Stored data entries
○ ○ ○ ○ ○ ○ ○
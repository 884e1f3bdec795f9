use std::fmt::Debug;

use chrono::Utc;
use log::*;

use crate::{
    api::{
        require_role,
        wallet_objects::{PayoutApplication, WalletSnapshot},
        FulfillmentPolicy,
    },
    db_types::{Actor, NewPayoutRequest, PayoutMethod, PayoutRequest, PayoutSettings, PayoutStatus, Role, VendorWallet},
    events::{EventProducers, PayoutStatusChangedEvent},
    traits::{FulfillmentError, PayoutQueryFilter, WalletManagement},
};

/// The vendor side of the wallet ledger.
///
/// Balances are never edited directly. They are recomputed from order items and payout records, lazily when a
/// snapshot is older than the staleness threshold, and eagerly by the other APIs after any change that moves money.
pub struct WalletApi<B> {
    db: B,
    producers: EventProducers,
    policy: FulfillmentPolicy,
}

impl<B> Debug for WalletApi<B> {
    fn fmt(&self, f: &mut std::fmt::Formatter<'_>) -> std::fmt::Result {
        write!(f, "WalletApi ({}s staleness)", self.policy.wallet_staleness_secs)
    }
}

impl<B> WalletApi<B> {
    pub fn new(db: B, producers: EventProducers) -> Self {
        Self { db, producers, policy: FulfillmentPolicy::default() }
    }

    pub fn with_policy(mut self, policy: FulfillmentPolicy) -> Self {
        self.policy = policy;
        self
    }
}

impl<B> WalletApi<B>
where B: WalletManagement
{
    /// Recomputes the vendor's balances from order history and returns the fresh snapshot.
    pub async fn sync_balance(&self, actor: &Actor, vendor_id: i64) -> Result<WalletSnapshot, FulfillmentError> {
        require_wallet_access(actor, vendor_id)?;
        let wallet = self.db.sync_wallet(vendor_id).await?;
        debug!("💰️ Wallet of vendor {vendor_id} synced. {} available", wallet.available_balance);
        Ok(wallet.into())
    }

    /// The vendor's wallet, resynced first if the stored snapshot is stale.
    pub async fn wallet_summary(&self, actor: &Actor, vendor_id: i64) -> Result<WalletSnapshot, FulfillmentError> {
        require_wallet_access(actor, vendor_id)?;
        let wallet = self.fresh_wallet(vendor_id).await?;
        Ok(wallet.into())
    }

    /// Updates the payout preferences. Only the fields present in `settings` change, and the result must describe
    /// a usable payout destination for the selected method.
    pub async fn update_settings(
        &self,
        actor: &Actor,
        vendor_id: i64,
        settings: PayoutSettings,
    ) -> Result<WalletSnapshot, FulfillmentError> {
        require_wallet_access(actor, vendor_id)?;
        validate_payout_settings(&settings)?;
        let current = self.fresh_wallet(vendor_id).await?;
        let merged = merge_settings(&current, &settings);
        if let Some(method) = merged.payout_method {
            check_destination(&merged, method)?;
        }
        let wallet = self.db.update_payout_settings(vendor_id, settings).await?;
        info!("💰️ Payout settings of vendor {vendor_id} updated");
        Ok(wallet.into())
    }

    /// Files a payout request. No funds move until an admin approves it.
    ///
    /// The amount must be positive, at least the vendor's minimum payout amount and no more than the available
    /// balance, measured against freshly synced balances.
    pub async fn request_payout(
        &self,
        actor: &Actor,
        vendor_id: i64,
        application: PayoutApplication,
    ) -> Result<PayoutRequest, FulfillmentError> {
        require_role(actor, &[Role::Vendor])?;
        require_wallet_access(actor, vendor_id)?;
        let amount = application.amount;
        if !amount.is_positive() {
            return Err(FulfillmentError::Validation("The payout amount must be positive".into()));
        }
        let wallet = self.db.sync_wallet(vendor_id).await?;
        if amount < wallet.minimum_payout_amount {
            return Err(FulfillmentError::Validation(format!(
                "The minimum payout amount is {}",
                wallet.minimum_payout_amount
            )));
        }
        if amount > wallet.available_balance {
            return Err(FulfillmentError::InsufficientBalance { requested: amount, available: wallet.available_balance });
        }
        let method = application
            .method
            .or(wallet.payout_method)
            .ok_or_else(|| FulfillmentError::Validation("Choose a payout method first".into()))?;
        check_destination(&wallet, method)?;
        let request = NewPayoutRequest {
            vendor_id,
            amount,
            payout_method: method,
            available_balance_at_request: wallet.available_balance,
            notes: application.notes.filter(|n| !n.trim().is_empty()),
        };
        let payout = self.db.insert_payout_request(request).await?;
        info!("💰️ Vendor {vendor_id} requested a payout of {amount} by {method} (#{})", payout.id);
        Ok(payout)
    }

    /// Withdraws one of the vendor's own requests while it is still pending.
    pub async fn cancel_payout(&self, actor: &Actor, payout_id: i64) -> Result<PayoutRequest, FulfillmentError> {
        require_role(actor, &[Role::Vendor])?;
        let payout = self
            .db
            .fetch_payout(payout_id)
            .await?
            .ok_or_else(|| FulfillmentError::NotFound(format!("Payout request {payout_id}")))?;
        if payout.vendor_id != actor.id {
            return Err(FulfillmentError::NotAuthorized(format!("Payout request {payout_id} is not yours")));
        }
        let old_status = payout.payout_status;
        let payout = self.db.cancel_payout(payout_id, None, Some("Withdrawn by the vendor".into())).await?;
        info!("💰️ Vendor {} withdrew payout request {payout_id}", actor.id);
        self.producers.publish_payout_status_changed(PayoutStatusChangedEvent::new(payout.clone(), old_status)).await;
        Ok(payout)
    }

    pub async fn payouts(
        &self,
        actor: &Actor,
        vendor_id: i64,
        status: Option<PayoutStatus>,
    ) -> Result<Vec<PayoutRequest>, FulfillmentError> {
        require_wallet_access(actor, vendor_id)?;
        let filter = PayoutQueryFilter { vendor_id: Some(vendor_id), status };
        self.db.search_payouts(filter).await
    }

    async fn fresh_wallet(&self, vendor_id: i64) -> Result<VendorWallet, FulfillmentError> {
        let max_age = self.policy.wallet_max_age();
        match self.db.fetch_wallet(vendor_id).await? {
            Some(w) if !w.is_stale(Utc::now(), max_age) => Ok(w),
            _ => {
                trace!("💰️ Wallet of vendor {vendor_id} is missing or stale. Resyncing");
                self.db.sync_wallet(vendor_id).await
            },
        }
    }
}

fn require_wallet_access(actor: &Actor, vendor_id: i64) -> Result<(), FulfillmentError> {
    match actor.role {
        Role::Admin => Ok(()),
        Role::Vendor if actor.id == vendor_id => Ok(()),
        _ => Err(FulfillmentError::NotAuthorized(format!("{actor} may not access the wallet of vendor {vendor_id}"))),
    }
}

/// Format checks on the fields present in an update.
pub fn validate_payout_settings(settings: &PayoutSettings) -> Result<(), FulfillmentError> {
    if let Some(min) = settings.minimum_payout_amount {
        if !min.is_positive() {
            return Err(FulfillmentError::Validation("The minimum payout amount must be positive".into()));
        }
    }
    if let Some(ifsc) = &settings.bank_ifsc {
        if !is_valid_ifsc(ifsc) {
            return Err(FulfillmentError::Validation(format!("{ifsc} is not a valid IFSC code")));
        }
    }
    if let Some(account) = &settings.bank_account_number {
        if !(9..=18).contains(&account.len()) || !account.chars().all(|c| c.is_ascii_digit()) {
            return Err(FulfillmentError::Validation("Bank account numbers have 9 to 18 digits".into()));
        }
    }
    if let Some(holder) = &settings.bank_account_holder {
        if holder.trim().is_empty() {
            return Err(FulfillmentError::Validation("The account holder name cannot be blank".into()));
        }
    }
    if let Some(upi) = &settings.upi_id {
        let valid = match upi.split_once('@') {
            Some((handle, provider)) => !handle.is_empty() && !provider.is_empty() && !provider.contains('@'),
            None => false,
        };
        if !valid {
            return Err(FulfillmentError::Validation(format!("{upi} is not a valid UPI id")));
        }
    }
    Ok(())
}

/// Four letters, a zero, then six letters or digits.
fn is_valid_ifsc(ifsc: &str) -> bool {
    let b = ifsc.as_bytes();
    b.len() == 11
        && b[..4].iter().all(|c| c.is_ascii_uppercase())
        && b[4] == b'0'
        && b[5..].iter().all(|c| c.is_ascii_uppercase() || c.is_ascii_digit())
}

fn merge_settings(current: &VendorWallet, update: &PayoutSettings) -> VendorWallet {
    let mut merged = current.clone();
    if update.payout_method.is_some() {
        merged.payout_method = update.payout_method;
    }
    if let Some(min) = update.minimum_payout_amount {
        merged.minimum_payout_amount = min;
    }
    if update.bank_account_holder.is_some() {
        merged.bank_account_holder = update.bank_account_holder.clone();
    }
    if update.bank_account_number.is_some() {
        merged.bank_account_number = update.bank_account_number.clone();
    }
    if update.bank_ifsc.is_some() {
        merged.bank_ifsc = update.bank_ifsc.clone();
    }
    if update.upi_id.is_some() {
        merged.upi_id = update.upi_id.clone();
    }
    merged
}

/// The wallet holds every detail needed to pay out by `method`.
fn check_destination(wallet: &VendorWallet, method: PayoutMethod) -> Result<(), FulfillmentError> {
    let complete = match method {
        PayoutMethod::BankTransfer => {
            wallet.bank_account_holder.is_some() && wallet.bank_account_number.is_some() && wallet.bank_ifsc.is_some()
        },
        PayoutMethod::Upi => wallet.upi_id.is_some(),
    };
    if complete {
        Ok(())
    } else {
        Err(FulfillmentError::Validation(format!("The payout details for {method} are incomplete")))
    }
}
○ ○ ○ ○ ○ ○ ○
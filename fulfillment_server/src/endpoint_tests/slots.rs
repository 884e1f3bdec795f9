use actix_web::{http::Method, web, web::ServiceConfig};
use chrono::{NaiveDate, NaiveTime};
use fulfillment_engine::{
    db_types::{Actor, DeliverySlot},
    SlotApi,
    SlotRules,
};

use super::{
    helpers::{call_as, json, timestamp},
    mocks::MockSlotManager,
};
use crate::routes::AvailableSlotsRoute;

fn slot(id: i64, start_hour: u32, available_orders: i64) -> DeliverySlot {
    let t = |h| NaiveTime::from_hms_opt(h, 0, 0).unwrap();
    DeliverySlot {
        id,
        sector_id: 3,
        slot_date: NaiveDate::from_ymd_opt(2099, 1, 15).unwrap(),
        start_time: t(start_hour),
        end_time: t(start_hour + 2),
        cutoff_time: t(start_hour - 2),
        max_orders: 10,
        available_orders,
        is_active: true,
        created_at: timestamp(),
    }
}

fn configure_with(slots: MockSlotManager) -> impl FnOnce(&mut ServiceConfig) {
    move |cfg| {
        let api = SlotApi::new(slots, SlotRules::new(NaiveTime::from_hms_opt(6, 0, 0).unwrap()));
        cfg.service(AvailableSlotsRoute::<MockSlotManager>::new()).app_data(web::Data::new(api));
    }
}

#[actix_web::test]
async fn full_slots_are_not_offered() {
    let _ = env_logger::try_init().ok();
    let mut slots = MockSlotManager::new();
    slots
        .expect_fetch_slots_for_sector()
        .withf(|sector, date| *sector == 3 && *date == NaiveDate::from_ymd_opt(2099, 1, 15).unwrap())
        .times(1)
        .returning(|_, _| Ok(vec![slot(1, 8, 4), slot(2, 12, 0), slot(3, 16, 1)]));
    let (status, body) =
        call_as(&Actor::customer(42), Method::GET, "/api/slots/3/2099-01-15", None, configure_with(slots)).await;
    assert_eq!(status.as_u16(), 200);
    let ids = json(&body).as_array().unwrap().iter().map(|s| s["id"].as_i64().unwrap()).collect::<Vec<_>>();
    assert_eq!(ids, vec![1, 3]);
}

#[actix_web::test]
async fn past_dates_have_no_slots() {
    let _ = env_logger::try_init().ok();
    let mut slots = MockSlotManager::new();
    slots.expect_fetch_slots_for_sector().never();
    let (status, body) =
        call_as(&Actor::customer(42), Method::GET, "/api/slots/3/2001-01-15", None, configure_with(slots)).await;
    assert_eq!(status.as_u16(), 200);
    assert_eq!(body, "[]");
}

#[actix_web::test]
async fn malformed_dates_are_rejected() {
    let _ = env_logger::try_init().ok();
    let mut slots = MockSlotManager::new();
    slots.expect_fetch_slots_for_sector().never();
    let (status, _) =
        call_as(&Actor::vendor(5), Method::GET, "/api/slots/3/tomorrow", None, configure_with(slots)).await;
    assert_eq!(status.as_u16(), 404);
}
○ ○ ○ ○ ○ ○ ○
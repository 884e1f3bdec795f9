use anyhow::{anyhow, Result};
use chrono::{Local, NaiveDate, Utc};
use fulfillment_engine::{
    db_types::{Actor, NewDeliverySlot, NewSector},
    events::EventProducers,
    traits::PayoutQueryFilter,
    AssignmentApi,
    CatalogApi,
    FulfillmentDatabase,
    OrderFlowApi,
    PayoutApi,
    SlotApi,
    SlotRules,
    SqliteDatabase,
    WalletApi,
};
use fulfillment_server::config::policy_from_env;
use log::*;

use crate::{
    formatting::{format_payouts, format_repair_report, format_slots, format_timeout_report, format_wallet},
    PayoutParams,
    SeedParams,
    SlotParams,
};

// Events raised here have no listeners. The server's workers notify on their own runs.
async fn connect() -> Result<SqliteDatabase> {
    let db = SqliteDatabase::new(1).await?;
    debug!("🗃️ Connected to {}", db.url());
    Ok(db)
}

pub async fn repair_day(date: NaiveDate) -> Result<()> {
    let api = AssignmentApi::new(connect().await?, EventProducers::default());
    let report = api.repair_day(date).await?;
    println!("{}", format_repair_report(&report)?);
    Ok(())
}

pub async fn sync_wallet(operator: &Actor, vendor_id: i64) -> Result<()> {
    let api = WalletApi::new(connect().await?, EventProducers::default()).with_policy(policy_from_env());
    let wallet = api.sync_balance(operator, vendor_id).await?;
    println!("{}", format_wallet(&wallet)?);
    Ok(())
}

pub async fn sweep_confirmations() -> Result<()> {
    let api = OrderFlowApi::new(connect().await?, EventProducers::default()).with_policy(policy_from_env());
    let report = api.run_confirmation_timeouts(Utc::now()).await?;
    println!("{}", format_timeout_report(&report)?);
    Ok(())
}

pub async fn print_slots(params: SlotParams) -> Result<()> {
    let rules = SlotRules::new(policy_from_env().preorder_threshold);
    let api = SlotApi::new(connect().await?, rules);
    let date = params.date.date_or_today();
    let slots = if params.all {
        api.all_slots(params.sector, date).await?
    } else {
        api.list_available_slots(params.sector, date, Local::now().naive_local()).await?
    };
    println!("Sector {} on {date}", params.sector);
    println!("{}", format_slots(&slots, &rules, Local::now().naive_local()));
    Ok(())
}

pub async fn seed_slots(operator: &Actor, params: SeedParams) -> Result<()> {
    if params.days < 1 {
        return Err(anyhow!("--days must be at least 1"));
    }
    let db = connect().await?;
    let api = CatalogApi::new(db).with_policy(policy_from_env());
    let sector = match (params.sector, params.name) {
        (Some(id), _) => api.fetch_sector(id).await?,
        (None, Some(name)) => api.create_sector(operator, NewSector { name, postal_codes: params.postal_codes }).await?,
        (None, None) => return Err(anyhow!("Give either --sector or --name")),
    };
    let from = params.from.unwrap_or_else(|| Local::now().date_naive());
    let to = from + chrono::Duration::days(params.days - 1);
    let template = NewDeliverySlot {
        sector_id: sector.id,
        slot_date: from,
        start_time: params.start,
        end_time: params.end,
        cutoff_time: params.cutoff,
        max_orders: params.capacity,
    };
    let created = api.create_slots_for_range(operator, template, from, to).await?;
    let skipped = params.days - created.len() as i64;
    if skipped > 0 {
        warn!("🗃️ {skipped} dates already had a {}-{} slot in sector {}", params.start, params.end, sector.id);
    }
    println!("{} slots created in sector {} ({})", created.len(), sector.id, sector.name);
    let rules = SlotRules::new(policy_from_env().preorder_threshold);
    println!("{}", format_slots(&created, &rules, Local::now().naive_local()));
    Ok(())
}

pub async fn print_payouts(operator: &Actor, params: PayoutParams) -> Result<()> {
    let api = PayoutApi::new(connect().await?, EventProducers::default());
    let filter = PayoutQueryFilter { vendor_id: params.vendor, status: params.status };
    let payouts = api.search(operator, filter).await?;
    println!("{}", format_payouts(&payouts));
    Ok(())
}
○ ○ ○ ○ ○ ○ ○
Activity: Read the lines above. Gather those in which the string "EventProducers" is found.

Written answer:
    events::{EventProducers, PayoutStatusChangedEvent},
    producers: EventProducers,
    pub fn new(db: B, producers: EventProducers) -> Self {
    events::EventProducers,
    let api = AssignmentApi::new(connect().await?, EventProducers::default());
    let api = WalletApi::new(connect().await?, EventProducers::default()).with_policy(policy_from_env());
    let api = OrderFlowApi::new(connect().await?, EventProducers::default()).with_policy(policy_from_env());
    let api = PayoutApi::new(connect().await?, EventProducers::default());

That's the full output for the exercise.